Festival attendees eager to learn how to edit images
The Image Editing workshop on Wednesday 4th February, faciliated by Benjamin Vautier, aroused curiosity amongst festival attendees. Participants had the opportunity to handle image processing software for two hours.
‘Is the Image Editing workshop here?’ cries a festival attendee entering classroom n°5, located near the Maison de la culture video library. ‘Yes, absolutely. Sit-down, sit-down!’ responds Benjamin Vautier, the workshop facilitator, who patiently waits for the pupils to get themselves ready. ‘However, you will have to share a computer between four of you,’he warns before starting his lesson. ‘There are two stages: the methodology, then the practical. But before we begin, introduce yourselves and tell me a little about your filming skills and what software you use.’

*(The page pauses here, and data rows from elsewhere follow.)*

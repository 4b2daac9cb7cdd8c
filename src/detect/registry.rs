use std::collections::BTreeMap;
use std::sync::Arc;

use anyhow::{anyhow, Context, Result};

use crate::config::RedactConfig;

use super::backend::{DetectionCapability, ObjectDetector, TextDetector};
use super::backends::{EdgeTextDetector, NoObjects, NoText};

/// Detectors resolved for one track, chosen once at construction.
#[derive(Clone)]
pub struct DetectorSet {
    pub text: Arc<dyn TextDetector>,
    /// `None` when object detection is disabled.
    pub object: Option<Arc<dyn ObjectDetector>>,
}

impl DetectorSet {
    pub fn new(text: Arc<dyn TextDetector>, object: Option<Arc<dyn ObjectDetector>>) -> Self {
        Self { text, object }
    }

    /// Run every detector's warm-up hook.
    pub fn warm_up(&self) -> Result<()> {
        self.text
            .warm_up()
            .with_context(|| format!("warming up text detector '{}'", self.text.name()))?;
        if let Some(object) = &self.object {
            object
                .warm_up()
                .with_context(|| format!("warming up object detector '{}'", object.name()))?;
        }
        Ok(())
    }
}

impl std::fmt::Debug for DetectorSet {
    fn fmt(&self, f: &mut std::fmt::Formatter<'_>) -> std::fmt::Result {
        f.debug_struct("DetectorSet")
            .field("text", &self.text.name())
            .field("object", &self.object.as_ref().map(|o| o.name()))
            .finish()
    }
}

/// Registry of detection strategies, keyed by name per capability.
///
/// The first strategy registered for a capability becomes its default.
/// Instances are shared (`Arc`) so every track built from the registry uses
/// the same model objects.
pub struct DetectorRegistry {
    text: BTreeMap<String, Arc<dyn TextDetector>>,
    object: BTreeMap<String, Arc<dyn ObjectDetector>>,
    default_text: Option<String>,
    default_object: Option<String>,
}

impl DetectorRegistry {
    pub fn new() -> Self {
        Self {
            text: BTreeMap::new(),
            object: BTreeMap::new(),
            default_text: None,
            default_object: None,
        }
    }

    /// Registry holding the CPU strategies shipped with the crate.
    pub fn with_builtin() -> Self {
        let mut registry = Self::new();
        registry.register_text(EdgeTextDetector::default());
        registry.register_text(NoText);
        registry.register_object(NoObjects);
        registry
    }

    pub fn register_text<D: TextDetector + 'static>(&mut self, detector: D) {
        self.register_text_shared(Arc::new(detector));
    }

    pub fn register_text_shared(&mut self, detector: Arc<dyn TextDetector>) {
        let name = detector.name().to_string();
        if self.default_text.is_none() {
            self.default_text = Some(name.clone());
        }
        self.text.insert(name, detector);
    }

    pub fn register_object<D: ObjectDetector + 'static>(&mut self, detector: D) {
        self.register_object_shared(Arc::new(detector));
    }

    pub fn register_object_shared(&mut self, detector: Arc<dyn ObjectDetector>) {
        let name = detector.name().to_string();
        if self.default_object.is_none() {
            self.default_object = Some(name.clone());
        }
        self.object.insert(name, detector);
    }

    /// Set the default strategy for a capability.
    pub fn set_default(&mut self, capability: DetectionCapability, name: &str) -> Result<()> {
        match capability {
            DetectionCapability::Text => {
                if !self.text.contains_key(name) {
                    return Err(anyhow!("text detector '{}' not registered", name));
                }
                self.default_text = Some(name.to_string());
            }
            DetectionCapability::Object => {
                if !self.object.contains_key(name) {
                    return Err(anyhow!("object detector '{}' not registered", name));
                }
                self.default_object = Some(name.to_string());
            }
        }
        Ok(())
    }

    pub fn text(&self, name: &str) -> Option<Arc<dyn TextDetector>> {
        self.text.get(name).cloned()
    }

    pub fn object(&self, name: &str) -> Option<Arc<dyn ObjectDetector>> {
        self.object.get(name).cloned()
    }

    pub fn default_text(&self) -> Option<Arc<dyn TextDetector>> {
        self.default_text.as_deref().and_then(|name| self.text(name))
    }

    pub fn default_object(&self) -> Option<Arc<dyn ObjectDetector>> {
        self.default_object
            .as_deref()
            .and_then(|name| self.object(name))
    }

    /// List registered strategies for a capability.
    pub fn list(&self, capability: DetectionCapability) -> Vec<String> {
        match capability {
            DetectionCapability::Text => self.text.keys().cloned().collect(),
            DetectionCapability::Object => self.object.keys().cloned().collect(),
        }
    }

    /// Resolve the strategies named in `config`. An empty name picks the default.
    pub fn select(&self, config: &RedactConfig) -> Result<DetectorSet> {
        let text = if config.text_detector.is_empty() {
            self.default_text()
                .ok_or_else(|| anyhow!("no text detector registered"))?
        } else {
            self.text(&config.text_detector).ok_or_else(|| {
                anyhow!(
                    "unknown text detector '{}' (registered: {:?})",
                    config.text_detector,
                    self.list(DetectionCapability::Text)
                )
            })?
        };

        let object = if !config.enable_object_detection {
            None
        } else if config.object_detector.is_empty() {
            Some(
                self.default_object()
                    .ok_or_else(|| anyhow!("no object detector registered"))?,
            )
        } else {
            Some(self.object(&config.object_detector).ok_or_else(|| {
                anyhow!(
                    "unknown object detector '{}' (registered: {:?})",
                    config.object_detector,
                    self.list(DetectionCapability::Object)
                )
            })?)
        };

        log::debug!(
            "selected detectors: text={} object={:?}",
            text.name(),
            object.as_ref().map(|o| o.name())
        );
        Ok(DetectorSet { text, object })
    }
}

impl Default for DetectorRegistry {
    fn default() -> Self {
        Self::new()
    }
}

#[cfg(test)]
mod tests {
    use super::*;

    #[test]
    fn builtin_registry_lists_strategies() {
        let registry = DetectorRegistry::with_builtin();
        assert_eq!(
            registry.list(DetectionCapability::Text),
            vec!["edge".to_string(), "none".to_string()]
        );
        assert_eq!(
            registry.list(DetectionCapability::Object),
            vec!["none".to_string()]
        );
        assert_eq!(registry.default_text().unwrap().name(), "edge");
    }

    #[test]
    fn select_honours_config() {
        let registry = DetectorRegistry::with_builtin();
        let cfg = RedactConfig {
            text_detector: "none".to_string(),
            ..RedactConfig::default()
        };
        let set = registry.select(&cfg).unwrap();
        assert_eq!(set.text.name(), "none");
        assert_eq!(set.object.unwrap().name(), "none");
    }

    #[test]
    fn select_skips_object_detector_when_disabled() {
        let registry = DetectorRegistry::with_builtin();
        let cfg = RedactConfig {
            enable_object_detection: false,
            ..RedactConfig::default()
        };
        assert!(registry.select(&cfg).unwrap().object.is_none());
    }

    #[test]
    fn unknown_strategy_is_rejected() {
        let registry = DetectorRegistry::with_builtin();
        let cfg = RedactConfig {
            object_detector: "yolo".to_string(),
            ..RedactConfig::default()
        };
        let err = registry.select(&cfg).unwrap_err().to_string();
        assert!(err.contains("yolo"));
    }

    #[test]
    fn set_default_requires_registration() {
        let mut registry = DetectorRegistry::with_builtin();
        assert!(registry
            .set_default(DetectionCapability::Text, "paddle")
            .is_err());
        registry
            .set_default(DetectionCapability::Text, "none")
            .unwrap();
        assert_eq!(registry.default_text().unwrap().name(), "none");
    }
}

The pretty Rangita, a former FIFO intern participating in a festival workshop for the first time, starts the ball rolling. ‘I do a little filming and I edit on iMovie.’ Her neighbours, Stéphanie and Vaiana who have already participated in the morning’s iPad workshop, present themselves before passing the baton to other participants. Out of the ten or so pupils, all or nearly all of them have already experienced filming and wish to further their knowledge about image editing. ‘Here, we learn the basics, then we need to out it into practice on a daily basis. It’s great, it’s educational!’ enthuses 26-year-old Rangita, who is full of praise for the FIFO workshops. ‘They are accessible to everyone, it gives everyone the opportunity to acquire certain knowledge.’
Theory before practice
On the large screen linked to his computer, Benjamin Vautier explains the interface and the options available on the After Effects software, used by many directors to edit their films or clips. ‘Are you following me? Is everyone with me?’ questions the teacher ‘No, we have closed our composition and cannot open it,’ cries one of the perplexed pupils, here with two of her friends, both teachers. ‘Above all, don’t create any more,’ responds Benjamin Vautier. ‘Oh… too late, we’ve created four,’ cry the group of friends. Laughter from the group.

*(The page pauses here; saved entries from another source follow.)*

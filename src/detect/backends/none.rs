use anyhow::Result;
use image::RgbImage;

use crate::detect::backend::{ObjectDetector, TextDetector};
use crate::detect::result::{BoundingBox, ObjectDetection};

/// Text strategy that never reports anything.
#[derive(Clone, Copy, Debug, Default)]
pub struct NoText;

impl TextDetector for NoText {
    fn name(&self) -> &'static str {
        "none"
    }

    fn detect(&self, _image: &RgbImage) -> Result<Vec<BoundingBox>> {
        Ok(Vec::new())
    }
}

/// Object strategy that never reports anything.
///
/// Default when no model-backed object detector is registered.
#[derive(Clone, Copy, Debug, Default)]
pub struct NoObjects;

impl ObjectDetector for NoObjects {
    fn name(&self) -> &'static str {
        "none"
    }

    fn detect(&self, _image: &RgbImage) -> Result<Vec<ObjectDetection>> {
        Ok(Vec::new())
    }
}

‘It’s a bit complicated,’ confesses one of them, regretting not having practiced enough during this workshop and not having understood after all that what could happen. ‘It is difficult in so little time to fully understand but before working on your videos, you have to know how it works,’ explains Benjamin Vautier who has to gently call to order the slightly inattentive group of friends. ‘The main thing is to have a method and a base, the rest can be learnt at home.’

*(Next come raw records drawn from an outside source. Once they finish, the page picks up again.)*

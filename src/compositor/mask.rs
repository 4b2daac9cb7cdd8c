use crate::detect::BoundingBox;

/// Binary per-pixel selection over a frame.
#[derive(Clone, Debug)]
pub struct Mask {
    width: u32,
    height: u32,
    bits: Vec<bool>,
    bounds: Option<BoundingBox>,
}

impl Mask {
    pub fn new(width: u32, height: u32) -> Self {
        Self {
            width,
            height,
            bits: vec![false; width as usize * height as usize],
            bounds: None,
        }
    }

    pub fn width(&self) -> u32 {
        self.width
    }

    pub fn height(&self) -> u32 {
        self.height
    }

    /// Mark a filled rectangle. Parts outside the mask are ignored.
    pub fn fill(&mut self, rect: &BoundingBox) {
        let Some(rect) = rect.clipped(self.width, self.height) else {
            return;
        };
        let row_len = self.width as usize;
        for y in rect.y..rect.bottom() {
            let start = y as usize * row_len + rect.x as usize;
            self.bits[start..start + rect.width as usize].fill(true);
        }
        self.bounds = Some(match self.bounds {
            Some(bounds) => bounds.union(&rect),
            None => rect,
        });
    }

    pub fn get(&self, x: u32, y: u32) -> bool {
        x < self.width
            && y < self.height
            && self.bits[y as usize * self.width as usize + x as usize]
    }

    /// True when no pixel is marked.
    pub fn is_empty(&self) -> bool {
        self.bounds.is_none()
    }

    /// Bounding box of every marked pixel.
    pub fn bounds(&self) -> Option<BoundingBox> {
        self.bounds
    }
}

#[cfg(test)]
mod tests {
    use super::*;

    #[test]
    fn fill_clips_and_tracks_bounds() {
        let mut mask = Mask::new(10, 10);
        assert!(mask.is_empty());
        mask.fill(&BoundingBox::new(-2, -2, 4, 4));
        mask.fill(&BoundingBox::new(8, 8, 5, 5));
        let marked = (0..10)
            .flat_map(|y| (0..10).map(move |x| (x, y)))
            .filter(|&(x, y)| mask.get(x, y))
            .count();
        assert_eq!(marked, 4 + 4);
        assert!(mask.get(0, 0));
        assert!(mask.get(9, 9));
        assert!(!mask.get(5, 5));
        assert_eq!(mask.bounds(), Some(BoundingBox::new(0, 0, 10, 10)));
    }

    #[test]
    fn fill_outside_is_ignored() {
        let mut mask = Mask::new(10, 10);
        mask.fill(&BoundingBox::new(20, 20, 5, 5));
        assert!(mask.is_empty());
    }

    #[test]
    fn get_indexes_wide_rows_and_rejects_far_coordinates() {
        let mut mask = Mask::new(70_000, 2);
        mask.fill(&BoundingBox::new(69_999, 1, 1, 1));
        assert!(mask.get(69_999, 1));
        assert!(!mask.get(69_999, 0));
        assert!(!mask.get(u32::MAX, 1));
        assert!(!mask.get(0, u32::MAX));
    }
}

The importance of image processing
All eyes on the computer screens the pupils, aged from 15 to 65, appear absorbed by the software on which they are working. ‘Here with the filters you can have fun,’ initiates the teacher. ‘What shall we put? Oh yes yellow! Oh, this yellow is great,’ exclaims one of the pupils. Whilst some seem increasingly at ease with the software, others are struggling a little. 15-year-old Herehia, the youngest, is certainly the most adept out of everyone. It is not unusual to see him going from one computer to another to lend a hand to his neighbours. ‘It’s great to understand how it works even if it takes time to assimilate all the information,’ confides the young man enchanted by this workshop. He is not the only one. ‘It is very interesting,’ explains Stéphane in full conversation with his teacher as the classroom empties. ‘Now we really understand the work required to produce a film!’ Benjamin Vautier seems delighted with this remark as for him, ‘The point of this workshop is also to enable people to understand the work behind a film.’ Mission accomplished therefore!